By Lyra Bordelon
First emancipated from slavery, then working business owners and parents, having to fight in court to simply remain in their home, Anthony and Fanny Carter were members of the Greenbrier Valley community in the 1800s, before the 13th Amendment, before the Civil War, and before West Virginia itself. The couple is the subject of the newest exhibit from the Greenbrier Historical Society, located upstairs in the North House in Lewisburg.
“[Lewisburg locals Anthony and Fanny Carter] are emancipated in 1837, which is before the Civil War and almost 30 years before the 13th amendment was ratified,” said Greenbrier Historical Society Marketing Manager Brehana Scott. “Most people weren’t freed on a wide scale until 1865. So to be freed almost 30 years before that and be able to stay in the community that you were supposed to be expelled from is a huge undertaking for this couple. Of course they have a family, three young children, and they’re just trying to succeed, like most other people.”
Although previous exhibits mentioned Anthony Carter, such as the North House’s 200th Anniversary, the new exhibit began with Curator and Education Director Toni Ogden.
“We had [Anthony’s] ledgers and Toni … wanted to do research on him and dig into the ledgers,” Scott explained. “Transcribe them, figure out what this guy’s story is. This past year, she [was] reading it all and just got all this information.”
Scott arranged the exhibit based on new information – the result is the full, wall-sized exhibit greeting anyone who takes the stairs to the second story of the North House. Filled with information about the life, laws, work, and struggles of the Carters, the exhibit also shows off cobbling tools, such as hammers, tacks, leather, wax, and more, provided by Jim Costa. It also includes several pairs of leather shoes much like the ones Anthony would likely have worked on as a cobbler, a pre-fire map of downtown Lewisburg, foot forms, old clamps, and a workbench.
“Anthony Carter was a freed Black businessman of Lewisburg,” reads the exhibit. “We know Anthony as a husband, a father, a cobbler, and a landowner through studying his papers and Greenbrier County court records. These resources allow a rare glimpse into a free, working-class Black family’s determination to thrive in a slaveholding society.”
Afraid of rebellions and uprisings, state law required emancipated people to leave Virginia before 12 months passed, or “his or her right to freedom shall have accrued [and] he or she shall forfeit all such right, and may be apprehended and sold.” Despite this, Anthony and Fanny remained in Lewisburg, but his difficult and repeated battles in court to remain free could have gone a different way.

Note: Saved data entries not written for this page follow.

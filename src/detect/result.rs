use serde::{Deserialize, Serialize};

/// Axis-aligned box in frame pixel coordinates. The origin may lie outside the
/// frame when a model predicts past the border.
#[derive(Clone, Copy, Debug, PartialEq, Eq, Serialize, Deserialize)]
pub struct BoundingBox {
    pub x: i32,
    pub y: i32,
    pub width: u32,
    pub height: u32,
}

impl BoundingBox {
    pub fn new(x: i32, y: i32, width: u32, height: u32) -> Self {
        Self {
            x,
            y,
            width,
            height,
        }
    }

    pub fn area(&self) -> u64 {
        self.width as u64 * self.height as u64
    }

    pub fn center(&self) -> Point {
        Point {
            x: self.x + (self.width / 2) as i32,
            y: self.y + (self.height / 2) as i32,
        }
    }

    pub fn intersection(&self, other: &BoundingBox) -> u64 {
        let x1 = self.x.max(other.x) as i64;
        let y1 = self.y.max(other.y) as i64;
        let x2 = (self.x as i64 + self.width as i64).min(other.x as i64 + other.width as i64);
        let y2 = (self.y as i64 + self.height as i64).min(other.y as i64 + other.height as i64);
        if x2 <= x1 || y2 <= y1 {
            return 0;
        }
        ((x2 - x1) * (y2 - y1)) as u64
    }
}

#[derive(Clone, Copy, Debug, PartialEq, Eq, Serialize, Deserialize)]
pub struct Point {
    pub x: i32,
    pub y: i32,
}

/// One labelled object found in a frame.
#[derive(Clone, Debug, PartialEq, Serialize, Deserialize)]
pub struct Detection {
    pub class_label: String,
    pub confidence: f32,
    pub bbox: BoundingBox,
    pub center: Point,
}

impl Detection {
    pub fn new(class_label: impl Into<String>, confidence: f32, bbox: BoundingBox) -> Self {
        Self {
            class_label: class_label.into(),
            confidence: confidence.clamp(0.0, 1.0),
            bbox,
            center: bbox.center(),
        }
    }
}

/// Intersection over union. Zero-area boxes have IoU 0 with everything.
pub fn iou(a: &BoundingBox, b: &BoundingBox) -> f32 {
    let intersection = a.intersection(b);
    let union = a.area() + b.area() - intersection;
    if union == 0 {
        return 0.0;
    }
    intersection as f32 / union as f32
}

/// Greedy class-agnostic NMS.
///
/// Candidates are visited by descending confidence; each is kept unless it
/// overlaps an already kept box by more than `iou_threshold`.
pub fn non_max_suppression(mut detections: Vec<Detection>, iou_threshold: f32) -> Vec<Detection> {
    detections.sort_by(|a, b| b.confidence.total_cmp(&a.confidence));
    let mut kept: Vec<Detection> = Vec::with_capacity(detections.len());
    for candidate in detections {
        if kept
            .iter()
            .all(|k| iou(&k.bbox, &candidate.bbox) <= iou_threshold)
        {
            kept.push(candidate);
        }
    }
    kept
}

#[cfg(test)]
mod tests {
    use super::*;

    #[test]
    fn center_is_derived_from_box() {
        let d = Detection::new("milk", 0.8, BoundingBox::new(10, 20, 30, 40));
        assert_eq!(d.center, Point { x: 25, y: 40 });
    }

    #[test]
    fn iou_cases() {
        let a = BoundingBox::new(0, 0, 10, 10);
        assert!((iou(&a, &a) - 1.0).abs() < f32::EPSILON);
        assert_eq!(iou(&a, &BoundingBox::new(10, 0, 10, 10)), 0.0);
        let half = iou(&a, &BoundingBox::new(5, 0, 10, 10));
        assert!((half - 50.0 / 150.0).abs() < 1e-6);
        assert_eq!(iou(&BoundingBox::new(0, 0, 0, 0), &BoundingBox::new(0, 0, 0, 0)), 0.0);
    }

    #[test]
    fn nms_keeps_the_stronger_overlap() {
        let weak = Detection::new("apple", 0.6, BoundingBox::new(0, 0, 100, 100));
        let strong = Detection::new("apple", 0.9, BoundingBox::new(5, 5, 100, 100));
        let kept = non_max_suppression(vec![weak, strong.clone()], 0.4);
        assert_eq!(kept, vec![strong]);
    }

    #[test]
    fn nms_keeps_disjoint_boxes() {
        let a = Detection::new("apple", 0.6, BoundingBox::new(0, 0, 10, 10));
        let b = Detection::new("milk", 0.9, BoundingBox::new(50, 50, 10, 10));
        assert_eq!(non_max_suppression(vec![a, b], 0.4).len(), 2);
    }

    #[test]
    fn nms_is_class_agnostic() {
        let a = Detection::new("apple", 0.7, BoundingBox::new(0, 0, 10, 10));
        let b = Detection::new("orange", 0.8, BoundingBox::new(0, 0, 10, 10));
        let kept = non_max_suppression(vec![a, b], 0.4);
        assert_eq!(kept.len(), 1);
        assert_eq!(kept[0].class_label, "orange");
    }
}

“Willis Lewis [was] a man that was enslaved here at the North House,” Scott said. “When he was emancipated, he actually asked a couple of years later to be re-enslaved, partially because of this law. He was forced to move to Ohio. His family and everyone he’s ever known is here, local. … ‘The devil I know is better than the devil I don’t.’”

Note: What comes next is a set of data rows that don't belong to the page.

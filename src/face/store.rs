//! Face profile persistence. Every mutation rewrites the whole store.

use anyhow::{anyhow, Context, Result};
use serde::{Deserialize, Serialize};
use std::fs;
use std::path::{Path, PathBuf};

use super::profile::FaceProfile;

const STORE_VERSION: u32 = 1;

pub trait ProfileStore {
    fn load(&mut self) -> Result<Vec<FaceProfile>>;

    fn save(&mut self, profiles: &[FaceProfile]) -> Result<()>;
}

#[derive(Serialize, Deserialize)]
struct ProfileFile {
    version: u32,
    profiles: Vec<FaceProfile>,
}

/// Flat JSON file. Written to a sibling temp file and renamed into place.
#[derive(Clone, Debug)]
pub struct JsonProfileStore {
    path: PathBuf,
}

impl JsonProfileStore {
    pub fn new(path: impl Into<PathBuf>) -> Self {
        Self { path: path.into() }
    }

    pub fn path(&self) -> &Path {
        &self.path
    }
}

impl ProfileStore for JsonProfileStore {
    fn load(&mut self) -> Result<Vec<FaceProfile>> {
        if !self.path.exists() {
            return Ok(Vec::new());
        }
        let raw = fs::read_to_string(&self.path)
            .with_context(|| format!("failed to read face store {}", self.path.display()))?;
        let file: ProfileFile = serde_json::from_str(&raw)
            .with_context(|| format!("failed to parse face store {}", self.path.display()))?;
        if file.version != STORE_VERSION {
            return Err(anyhow!(
                "face store {} has version {}, expected {}",
                self.path.display(),
                file.version,
                STORE_VERSION
            ));
        }
        Ok(file.profiles)
    }

    fn save(&mut self, profiles: &[FaceProfile]) -> Result<()> {
        if let Some(parent) = self.path.parent().filter(|p| !p.as_os_str().is_empty()) {
            fs::create_dir_all(parent)
                .with_context(|| format!("failed to create {}", parent.display()))?;
        }
        let file = ProfileFile {
            version: STORE_VERSION,
            profiles: profiles.to_vec(),
        };
        let json = serde_json::to_vec_pretty(&file)?;
        let tmp = self.path.with_extension("json.tmp");
        fs::write(&tmp, json).with_context(|| format!("failed to write {}", tmp.display()))?;
        fs::rename(&tmp, &self.path)
            .with_context(|| format!("failed to replace face store {}", self.path.display()))?;
        Ok(())
    }
}

#[derive(Clone, Debug, Default)]
pub struct InMemoryProfileStore {
    profiles: Vec<FaceProfile>,
    saves: u64,
}

impl InMemoryProfileStore {
    pub fn new() -> Self {
        Self::default()
    }

    pub fn with_profiles(profiles: Vec<FaceProfile>) -> Self {
        Self { profiles, saves: 0 }
    }

    pub fn saves(&self) -> u64 {
        self.saves
    }
}

impl ProfileStore for InMemoryProfileStore {
    fn load(&mut self) -> Result<Vec<FaceProfile>> {
        Ok(self.profiles.clone())
    }

    fn save(&mut self, profiles: &[FaceProfile]) -> Result<()> {
        self.profiles = profiles.to_vec();
        self.saves += 1;
        Ok(())
    }
}

#[cfg(test)]
mod tests {
    use super::*;

    #[test]
    fn json_store_roundtrip_and_missing_file() -> Result<()> {
        let dir = tempfile::tempdir()?;
        let mut store = JsonProfileStore::new(dir.path().join("faces").join("profiles.json"));
        assert!(store.load()?.is_empty());

        let profile = FaceProfile::new(1, "ana", vec![0.25, -0.5]);
        store.save(&[profile.clone()])?;
        assert_eq!(store.load()?, vec![profile]);
        assert!(!dir.path().join("faces").join("profiles.json.tmp").exists());
        Ok(())
    }

    #[test]
    fn json_store_rejects_garbage() -> Result<()> {
        let dir = tempfile::tempdir()?;
        let path = dir.path().join("profiles.json");
        fs::write(&path, "not json")?;
        assert!(JsonProfileStore::new(&path).load().is_err());
        Ok(())
    }
}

Printed on the exhibit are pages from the Carter family’s work ledger, showing who they were doing business with and at what prices. Scott and Historical Society Executive Director Nora Venezky both noted the importance of Carter’s ledgers in finding the names of enslaved individuals, and who owned them, for the North House 200th anniversary exhibit.

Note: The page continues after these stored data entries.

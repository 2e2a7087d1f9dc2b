//! Pixel filters on `GrayPlane`s.

use crate::frame::GrayPlane;

/// Side of the square structuring element used by `close` and `open`.
pub const MORPH_KERNEL: usize = 5;

/// Map an out-of-range index back into `0..n` by mirroring around the edge
/// pixel without repeating it (`gfedcb|abcdefgh|gfedcba`).
fn reflect101(mut i: isize, n: isize) -> usize {
    if n == 1 {
        return 0;
    }
    loop {
        if i < 0 {
            i = -i;
        } else if i >= n {
            i = 2 * n - 2 - i;
        } else {
            return i as usize;
        }
    }
}

/// Normalised 1-D Gaussian weights for a `k`-tap kernel.
fn gaussian_kernel(k: usize) -> Vec<f32> {
    let sigma = 0.3 * ((k as f32 - 1.0) * 0.5 - 1.0) + 0.8;
    let center = (k / 2) as f32;
    let mut weights: Vec<f32> = (0..k)
        .map(|i| {
            let d = i as f32 - center;
            (-(d * d) / (2.0 * sigma * sigma)).exp()
        })
        .collect();
    let sum: f32 = weights.iter().sum();
    for w in &mut weights {
        *w /= sum;
    }
    weights
}

/// Separable Gaussian blur with a `k × k` kernel. Even sizes are rounded up to odd;
/// sizes ≤ 1 return the plane unchanged.
pub fn gaussian_blur(plane: &GrayPlane, kernel_size: u32) -> GrayPlane {
    let k = if kernel_size % 2 == 0 {
        kernel_size as usize + 1
    } else {
        kernel_size as usize
    };
    if k <= 1 || plane.data.is_empty() {
        return plane.clone();
    }
    let weights = gaussian_kernel(k);
    let radius = (k / 2) as isize;
    let (w, h) = (plane.width as usize, plane.height as usize);

    let mut horizontal = vec![0f32; w * h];
    for y in 0..h {
        let row = &plane.data[y * w..(y + 1) * w];
        for x in 0..w {
            let mut acc = 0f32;
            for (i, weight) in weights.iter().enumerate() {
                let sx = reflect101(x as isize + i as isize - radius, w as isize);
                acc += row[sx] as f32 * weight;
            }
            horizontal[y * w + x] = acc;
        }
    }

    let mut data = vec![0u8; w * h];
    for y in 0..h {
        for x in 0..w {
            let mut acc = 0f32;
            for (i, weight) in weights.iter().enumerate() {
                let sy = reflect101(y as isize + i as isize - radius, h as isize);
                acc += horizontal[sy * w + x] * weight;
            }
            data[y * w + x] = acc.round().clamp(0.0, 255.0) as u8;
        }
    }
    GrayPlane {
        width: plane.width,
        height: plane.height,
        data,
    }
}

/// Per-pixel `|a - b|`. Both planes must share dimensions.
pub fn absdiff(a: &GrayPlane, b: &GrayPlane) -> GrayPlane {
    debug_assert_eq!((a.width, a.height), (b.width, b.height));
    GrayPlane {
        width: a.width,
        height: a.height,
        data: a
            .data
            .iter()
            .zip(&b.data)
            .map(|(&x, &y)| x.abs_diff(y))
            .collect(),
    }
}

/// Binary threshold: values strictly above `threshold` become 255, the rest 0.
pub fn threshold(plane: &GrayPlane, threshold: u8) -> GrayPlane {
    GrayPlane {
        width: plane.width,
        height: plane.height,
        data: plane
            .data
            .iter()
            .map(|&v| if v > threshold { 255 } else { 0 })
            .collect(),
    }
}

#[derive(Clone, Copy)]
enum Morph {
    Erode,
    Dilate,
}

/// Square min/max filter. Pixels outside the plane are ignored.
fn morph(plane: &GrayPlane, size: usize, op: Morph) -> GrayPlane {
    let (w, h) = (plane.width as usize, plane.height as usize);
    let radius = size / 2;
    let pick = |acc: u8, v: u8| match op {
        Morph::Erode => acc.min(v),
        Morph::Dilate => acc.max(v),
    };
    let init = match op {
        Morph::Erode => u8::MAX,
        Morph::Dilate => u8::MIN,
    };

    let mut rows = vec![0u8; w * h];
    for y in 0..h {
        for x in 0..w {
            let lo = x.saturating_sub(radius);
            let hi = (x + radius).min(w - 1);
            rows[y * w + x] = plane.data[y * w + lo..=y * w + hi]
                .iter()
                .fold(init, |acc, &v| pick(acc, v));
        }
    }

    let mut data = vec![0u8; w * h];
    for y in 0..h {
        let lo = y.saturating_sub(radius);
        let hi = (y + radius).min(h - 1);
        for x in 0..w {
            data[y * w + x] = (lo..=hi).fold(init, |acc, sy| pick(acc, rows[sy * w + x]));
        }
    }
    GrayPlane {
        width: plane.width,
        height: plane.height,
        data,
    }
}

/// Dilate then erode: bridges small gaps inside changed areas.
pub fn close(plane: &GrayPlane) -> GrayPlane {
    if plane.data.is_empty() {
        return plane.clone();
    }
    morph(&morph(plane, MORPH_KERNEL, Morph::Dilate), MORPH_KERNEL, Morph::Erode)
}

/// Erode then dilate: drops specks smaller than the structuring element.
pub fn open(plane: &GrayPlane) -> GrayPlane {
    if plane.data.is_empty() {
        return plane.clone();
    }
    morph(&morph(plane, MORPH_KERNEL, Morph::Erode), MORPH_KERNEL, Morph::Dilate)
}

/// JET colormap (blue → cyan → yellow → red) as RGB.
pub fn jet(value: u8) -> [u8; 3] {
    let t = value as f32 / 255.0;
    let channel = |offset: f32| {
        let v = 1.5 - (4.0 * t - offset).abs();
        (v.clamp(0.0, 1.0) * 255.0).round() as u8
    };
    [channel(3.0), channel(2.0), channel(1.0)]
}

#[cfg(test)]
mod tests {
    use super::*;

    fn plane(width: u32, height: u32, data: &[u8]) -> GrayPlane {
        GrayPlane::new(width, height, data.to_vec()).expect("plane")
    }

    #[test]
    fn reflect101_mirrors_without_edge_repeat() {
        assert_eq!(reflect101(-1, 5), 1);
        assert_eq!(reflect101(-2, 5), 2);
        assert_eq!(reflect101(5, 5), 3);
        assert_eq!(reflect101(6, 5), 2);
        assert_eq!(reflect101(3, 1), 0);
    }

    #[test]
    fn kernel_is_normalised_and_symmetric() {
        let k = gaussian_kernel(21);
        assert!((k.iter().sum::<f32>() - 1.0).abs() < 1e-5);
        assert!((k[0] - k[20]).abs() < 1e-7);
        assert!(k[10] > k[9]);
    }

    #[test]
    fn blur_keeps_flat_planes_flat() {
        let flat = GrayPlane {
            width: 30,
            height: 20,
            data: vec![77; 600],
        };
        assert_eq!(gaussian_blur(&flat, 21), flat);
        // even kernel sizes are accepted
        assert_eq!(gaussian_blur(&flat, 4), flat);
    }

    #[test]
    fn blur_spreads_a_point() {
        let mut p = GrayPlane::zeros(11, 11);
        p.data[5 * 11 + 5] = 255;
        let blurred = gaussian_blur(&p, 5);
        assert!(blurred.get(5, 5) < 255);
        assert!(blurred.get(4, 5) > 0);
        assert_eq!(blurred.get(0, 0), 0);
    }

    #[test]
    fn threshold_is_strict() {
        let p = plane(3, 1, &[30, 31, 200]);
        assert_eq!(threshold(&p, 30).data, vec![0, 255, 255]);
    }

    #[test]
    fn absdiff_is_symmetric() {
        let a = plane(2, 1, &[10, 200]);
        let b = plane(2, 1, &[50, 100]);
        assert_eq!(absdiff(&a, &b).data, vec![40, 100]);
        assert_eq!(absdiff(&b, &a).data, vec![40, 100]);
    }

    #[test]
    fn open_removes_specks_close_fills_gaps() {
        let mut speck = GrayPlane::zeros(20, 20);
        speck.data[10 * 20 + 10] = 255;
        assert!(open(&speck).data.iter().all(|&v| v == 0));

        let mut gap = GrayPlane::zeros(20, 20);
        for y in 5..15 {
            for x in 5..15 {
                if x != 10 {
                    gap.data[y * 20 + x] = 255;
                }
            }
        }
        assert_eq!(close(&gap).get(10, 10), 255);
    }

    #[test]
    fn jet_endpoints() {
        assert_eq!(jet(0), [0, 0, 128]);
        assert_eq!(jet(255), [128, 0, 0]);
    }
}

“He was mentioned in the North House 200 exhibit, which was way before any of this was thought of,” Scott said. “He made shoes for some of the families that lived here. … You can literally track every person and every enslaved person he made shoes for. It is a lot of both … he’s really doing a lot.”
Anthony’s cobbling business was not the couple’s only source of income – Fanny also ran a clothes washing business as the couple raised their three children. The complicated process of just washing clothes involved lugging the water about two blocks from the community well to their business, grating the soap, heating the water, dumping the kettle, lugging more water, beating clothes on the washboard, drying, starching, ironing, folding, delivering the clean clothes and more. One ledger page shows 256 pieces of clothing washed for $8.67.
Anthony passed away in 1844, with U.S. Census data showing Fanny living locally until 1860.
“This man literally works himself to death,” Scott said. “He’s taking on jobs that are probably too big for one person, he has some issues where some of the men who work under him have quit on him. He really is working hard to the last year of his life. Then he passes away. We keep track of Fanny for several years, she lives here locally and she keeps going. She’s a washing woman, which is hard work in of itself.”
Scott celebrated the creation of the impressive exhibit.
“This is such fun work,” Scott said. “It has its challenges, its stresses, its struggles, frustrations, anxieties, but when you see it [done], everything just washed away. Look at it.”
Scott also thanked Venezky for helping make the project work.
“She has been so supportive, so hands on, so helpful,” Scott said. “Of course I had all kinds of ideas but I didn’t know how to execute them. There are so many things and nuisances that you don’t understand … it’s great.”
The exhibit formally opens on Friday, February 5, and can be found upstairs in the North House Museum.